解淀粉芽孢杆菌Bacillus amyloliquefaciens K11高效表达体系的建立及其高效表达元件的优化

【摘要】：解淀粉芽孢杆菌(Bacillus amyloliquefaciens)是多种重要饲用酶制剂的生产菌株,因其具有较强的蛋白分泌能力,其在作为高效表达宿主菌方面具有巨大的发展潜力及应用前景。然而,解淀粉芽孢杆菌中存在的限制修饰系统、质粒稳定性差、表达元件缺乏以及内源蛋白酶活力高等问题严重限制了其在基因工程研究中的广泛应用。本研究的核心材料解淀粉芽孢杆菌K11(B.amyloliquefaciens K11)是一株高产中性蛋白酶和角蛋白酶的菌株。前期通过转化条件的摸索和质粒结构元件的优化,已较好的解决了 K11菌株遗传和质粒稳定性差的难题,为将K11菌株开发成为高效的异源蛋白表达宿主奠定了坚实的基础。本研究以解淀粉芽孢杆菌K1 1为宿主菌、克劳氏芽孢杆菌碱性蛋白酶基因BcaprE作为报告基因,通过高产酶蛋白的工业菌株的强启动子(PamyQ、PaprE、Pnpr)和高效分泌信号肽(SPamyQ、SPaprE、SPnpr)的优化组合,筛选适用于K11菌株高效分泌表达外源蛋白的通用表达元件。摇瓶测试结果显示:在以α-淀粉酶基因启动子PamyQ、碱性蛋白酶基因信号肽SPaprE组成的表达元件调控下,碱性蛋白酶基因BcaprE在解淀粉芽孢杆菌K11中的胞外分泌表达水平为最高,可达13804U/mL。该优化组合元件PamyQ-SPaprE,同样也能够有效的引导生麦芽糖淀粉酶基因Gs-MAase(19.0 U/mL)和中性蛋白酶基因Banpr(17000 U/mL)的高效分泌表达。通过敲除K11菌株的内源蛋白酶基因Banpr,碱性蛋白酶BcaprE和生麦芽糖淀粉酶MAase在蛋白酶缺陷型突变株7-6中的表达水平分别提高了 25.0%和19.4%。在15-L发酵罐水平上,碱性蛋白酶重组菌株QC-E分泌BcaprE的水平进一步提高到了 30200 U/mL。

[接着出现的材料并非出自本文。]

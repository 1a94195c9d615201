//! The client handle and its resource accessors.

use std::sync::Arc;
use std::time::Duration;

use serde::de::DeserializeOwned;
use tokio::time::Instant;
use url::Url;

use super::builder::SvixBuilder;
use super::config::{ENV_AUTH_TOKEN, ENV_SERVER_URL, SvixOptions};
use super::executor::Executor;
use super::request::Request;
use crate::api::{
    Application, Authentication, Endpoint, EventType, Integration, Message, MessageAttempt,
    OperationalWebhookEndpoint, Statistics,
};
use crate::error::{ConfigError, Result};

/// Async client for the Svix API.
///
/// Cloning is cheap: clones share one executor and connection pool.
///
/// ## Examples
///
/// ```rust,ignore
/// use svix::{Svix, SvixOptions};
/// use svix::models::ApplicationIn;
///
/// let svix = Svix::new("testsk_abc.eu", SvixOptions::default())?;
/// let app = svix
///     .application()
///     .create(ApplicationIn::new("Acme"), Default::default())
///     .await?;
/// println!("created {}", app.id);
/// ```
#[derive(Debug, Clone)]
pub struct Svix {
    executor: Arc<Executor>,
    deadline: Option<Instant>,
}

impl Svix {
    /// Creates a client from a token and options.
    ///
    /// ## Errors
    ///
    /// Returns [`ConfigError`](crate::error::ConfigError) wrapped in
    /// [`SvixError::Config`](crate::SvixError::Config) if the options are
    /// invalid.
    pub fn new(token: impl Into<String>, options: SvixOptions) -> Result<Self> {
        SvixBuilder::from_options(token, options).build()
    }

    /// Creates a builder for configuring a client.
    pub fn builder(token: impl Into<String>) -> SvixBuilder {
        SvixBuilder::new(token)
    }

    /// Creates a client from `SVIX_AUTH_TOKEN` and, if set, `SVIX_SERVER_URL`.
    ///
    /// ## Errors
    ///
    /// Returns [`ConfigError::MissingEnv`] if the token variable is unset.
    pub fn from_env() -> Result<Self> {
        Self::from_lookup(|var| std::env::var(var).ok())
    }

    pub(crate) fn from_lookup(lookup: impl Fn(&str) -> Option<String>) -> Result<Self> {
        let token = lookup(ENV_AUTH_TOKEN)
            .filter(|t| !t.is_empty())
            .ok_or(ConfigError::MissingEnv {
                var: ENV_AUTH_TOKEN,
            })?;
        let mut builder = SvixBuilder::new(token);
        if let Some(url) = lookup(ENV_SERVER_URL).filter(|u| !u.is_empty()) {
            builder = builder.server_url(url);
        }
        builder.build()
    }

    pub(crate) fn from_executor(executor: Arc<Executor>) -> Self {
        Self {
            executor,
            deadline: None,
        }
    }

    /// Returns a handle whose calls fail with
    /// [`SvixError::DeadlineExceeded`](crate::SvixError::DeadlineExceeded)
    /// once `deadline` passes, retries included.
    pub fn with_deadline(&self, deadline: Instant) -> Self {
        Self {
            executor: Arc::clone(&self.executor),
            deadline: Some(deadline),
        }
    }

    /// Like [`with_deadline`](Self::with_deadline), starting now.
    pub fn with_timeout(&self, timeout: Duration) -> Self {
        self.with_deadline(Instant::now() + timeout)
    }

    /// The deadline applied to calls made through this handle, if any.
    pub fn deadline(&self) -> Option<Instant> {
        self.deadline
    }

    /// Returns the server URL requests are sent to.
    pub fn base_url(&self) -> &Url {
        self.executor.base_url()
    }

    /// Returns the configured delays between retries.
    pub fn retry_schedule(&self) -> &[Duration] {
        self.executor.retry_schedule()
    }

    /// Executes a raw [`Request`]. Resource clients go through here.
    ///
    /// ## Errors
    ///
    /// See [`Executor::execute`].
    pub async fn execute<T: DeserializeOwned>(&self, request: Request) -> Result<T> {
        self.executor.execute(request, self.deadline).await
    }

    pub fn application(&self) -> Application<'_> {
        Application::new(self)
    }

    pub fn authentication(&self) -> Authentication<'_> {
        Authentication::new(self)
    }

    pub fn endpoint(&self) -> Endpoint<'_> {
        Endpoint::new(self)
    }

    pub fn event_type(&self) -> EventType<'_> {
        EventType::new(self)
    }

    pub fn integration(&self) -> Integration<'_> {
        Integration::new(self)
    }

    pub fn message(&self) -> Message<'_> {
        Message::new(self)
    }

    pub fn message_attempt(&self) -> MessageAttempt<'_> {
        MessageAttempt::new(self)
    }

    pub fn operational_webhook_endpoint(&self) -> OperationalWebhookEndpoint<'_> {
        OperationalWebhookEndpoint::new(self)
    }

    pub fn statistics(&self) -> Statistics<'_> {
        Statistics::new(self)
    }
}

impl Request {
    /// Executes this request through `svix`.
    ///
    /// ## Errors
    ///
    /// See [`Executor::execute`].
    pub async fn execute<T: DeserializeOwned>(self, svix: &Svix) -> Result<T> {
        svix.execute(self).await
    }
}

为获得不同强度的解淀粉芽孢杆菌分泌表达盒文库,同时也为了探索高效分泌表达元件所介导的高效分泌机制,对高效分泌表达盒PamyQ-SPaprE进行了随机突变研究。通过易错PCR方法构建分泌表达盒随机突变文库,共获得1352个转化子。对这1352个转化子进行活性平板和摇瓶发酵试验,共筛选到20株表达分泌强度较野生型更佳的突变株。该分泌表达盒文库的构建不仅为解淀粉芽孢杆菌表达系统外源蛋白的表达提供更多的平台,也为解淀粉芽孢杆菌高效分泌表达机制的深入研究奠定了基础。以上试验结果充分证明了以解淀粉芽孢杆菌7-6为宿主菌,不同丰度PamyQ-SPaprE为分泌表达盒所建立的解淀粉芽孢杆菌表达体系不仅能够稳定的生产重组蛋白及进行酶蛋白的高密度发酵,而且该表达体系具有较好的通用性,可为更多酶制剂的高效表达提供新的途径。